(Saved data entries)
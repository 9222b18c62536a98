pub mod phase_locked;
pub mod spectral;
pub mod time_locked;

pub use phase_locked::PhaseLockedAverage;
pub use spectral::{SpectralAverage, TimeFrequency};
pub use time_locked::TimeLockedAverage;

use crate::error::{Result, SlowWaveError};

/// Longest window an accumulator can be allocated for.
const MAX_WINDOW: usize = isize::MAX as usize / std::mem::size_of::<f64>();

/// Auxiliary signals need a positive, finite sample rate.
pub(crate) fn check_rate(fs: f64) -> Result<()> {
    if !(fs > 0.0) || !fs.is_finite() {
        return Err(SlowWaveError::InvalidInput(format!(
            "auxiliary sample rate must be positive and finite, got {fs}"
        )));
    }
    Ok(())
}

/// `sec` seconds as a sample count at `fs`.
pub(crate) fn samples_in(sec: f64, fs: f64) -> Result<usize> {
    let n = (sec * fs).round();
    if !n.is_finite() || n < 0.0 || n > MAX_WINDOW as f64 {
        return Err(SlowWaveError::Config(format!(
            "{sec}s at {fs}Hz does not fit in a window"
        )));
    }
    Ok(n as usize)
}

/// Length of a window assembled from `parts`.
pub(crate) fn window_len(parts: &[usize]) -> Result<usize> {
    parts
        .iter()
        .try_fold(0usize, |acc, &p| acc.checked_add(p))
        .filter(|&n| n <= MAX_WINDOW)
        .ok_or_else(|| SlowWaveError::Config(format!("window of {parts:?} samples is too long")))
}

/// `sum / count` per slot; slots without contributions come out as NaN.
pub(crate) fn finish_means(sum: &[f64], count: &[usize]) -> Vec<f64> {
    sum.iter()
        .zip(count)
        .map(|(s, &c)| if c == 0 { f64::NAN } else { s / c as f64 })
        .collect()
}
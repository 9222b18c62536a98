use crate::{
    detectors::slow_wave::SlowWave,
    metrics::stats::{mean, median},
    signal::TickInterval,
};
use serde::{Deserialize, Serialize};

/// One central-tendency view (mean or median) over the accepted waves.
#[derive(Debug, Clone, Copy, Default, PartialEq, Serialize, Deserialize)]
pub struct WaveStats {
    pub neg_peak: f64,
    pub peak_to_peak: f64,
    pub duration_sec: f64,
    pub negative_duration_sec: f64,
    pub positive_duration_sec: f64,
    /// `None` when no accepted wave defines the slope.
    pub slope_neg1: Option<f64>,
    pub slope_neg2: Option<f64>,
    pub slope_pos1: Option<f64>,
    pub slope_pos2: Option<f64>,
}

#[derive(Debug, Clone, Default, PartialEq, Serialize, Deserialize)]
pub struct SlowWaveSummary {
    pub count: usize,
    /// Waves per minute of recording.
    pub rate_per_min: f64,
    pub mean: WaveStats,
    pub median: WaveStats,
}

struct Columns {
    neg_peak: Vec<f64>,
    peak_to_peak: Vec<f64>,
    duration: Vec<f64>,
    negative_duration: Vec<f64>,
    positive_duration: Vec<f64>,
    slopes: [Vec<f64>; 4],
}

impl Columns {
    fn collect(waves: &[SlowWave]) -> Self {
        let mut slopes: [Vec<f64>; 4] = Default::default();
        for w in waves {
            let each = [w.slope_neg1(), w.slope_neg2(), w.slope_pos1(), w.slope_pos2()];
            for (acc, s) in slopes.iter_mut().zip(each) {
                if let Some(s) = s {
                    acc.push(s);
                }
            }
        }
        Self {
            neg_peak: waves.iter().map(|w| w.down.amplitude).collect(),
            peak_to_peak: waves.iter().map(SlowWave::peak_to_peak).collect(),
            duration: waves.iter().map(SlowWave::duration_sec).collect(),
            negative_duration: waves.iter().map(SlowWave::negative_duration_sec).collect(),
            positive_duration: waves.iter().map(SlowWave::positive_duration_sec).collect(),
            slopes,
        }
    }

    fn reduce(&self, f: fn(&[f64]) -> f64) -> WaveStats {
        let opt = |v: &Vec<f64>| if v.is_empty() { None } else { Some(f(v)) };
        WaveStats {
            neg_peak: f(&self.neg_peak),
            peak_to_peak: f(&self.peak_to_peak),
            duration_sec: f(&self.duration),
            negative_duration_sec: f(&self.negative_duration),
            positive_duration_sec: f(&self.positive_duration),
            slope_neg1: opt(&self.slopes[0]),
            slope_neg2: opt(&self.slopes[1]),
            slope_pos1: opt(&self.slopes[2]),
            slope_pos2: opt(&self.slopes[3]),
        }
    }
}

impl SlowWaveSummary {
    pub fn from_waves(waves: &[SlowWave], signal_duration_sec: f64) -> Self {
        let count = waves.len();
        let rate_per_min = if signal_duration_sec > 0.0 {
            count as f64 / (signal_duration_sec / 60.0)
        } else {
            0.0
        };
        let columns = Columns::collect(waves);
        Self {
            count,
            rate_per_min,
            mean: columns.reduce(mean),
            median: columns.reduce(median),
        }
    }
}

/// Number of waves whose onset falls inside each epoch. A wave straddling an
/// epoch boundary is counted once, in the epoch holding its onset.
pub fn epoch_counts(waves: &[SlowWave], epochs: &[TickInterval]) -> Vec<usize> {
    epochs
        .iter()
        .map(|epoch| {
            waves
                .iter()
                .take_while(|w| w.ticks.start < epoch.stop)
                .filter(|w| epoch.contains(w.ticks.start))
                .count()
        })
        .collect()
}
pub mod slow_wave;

▶ **Brief**: Reproduce each line of the records in which the word "crate" appears.

▶ **Finished exercise**:
use crate::error::{Result, SlowWaveError};
pub(crate) fn check_rate(fs: f64) -> Result<()> {
pub(crate) fn samples_in(sec: f64, fs: f64) -> Result<usize> {
pub(crate) fn window_len(parts: &[usize]) -> Result<usize> {
pub(crate) fn finish_means(sum: &[f64], count: &[usize]) -> Vec<f64> {
use crate::{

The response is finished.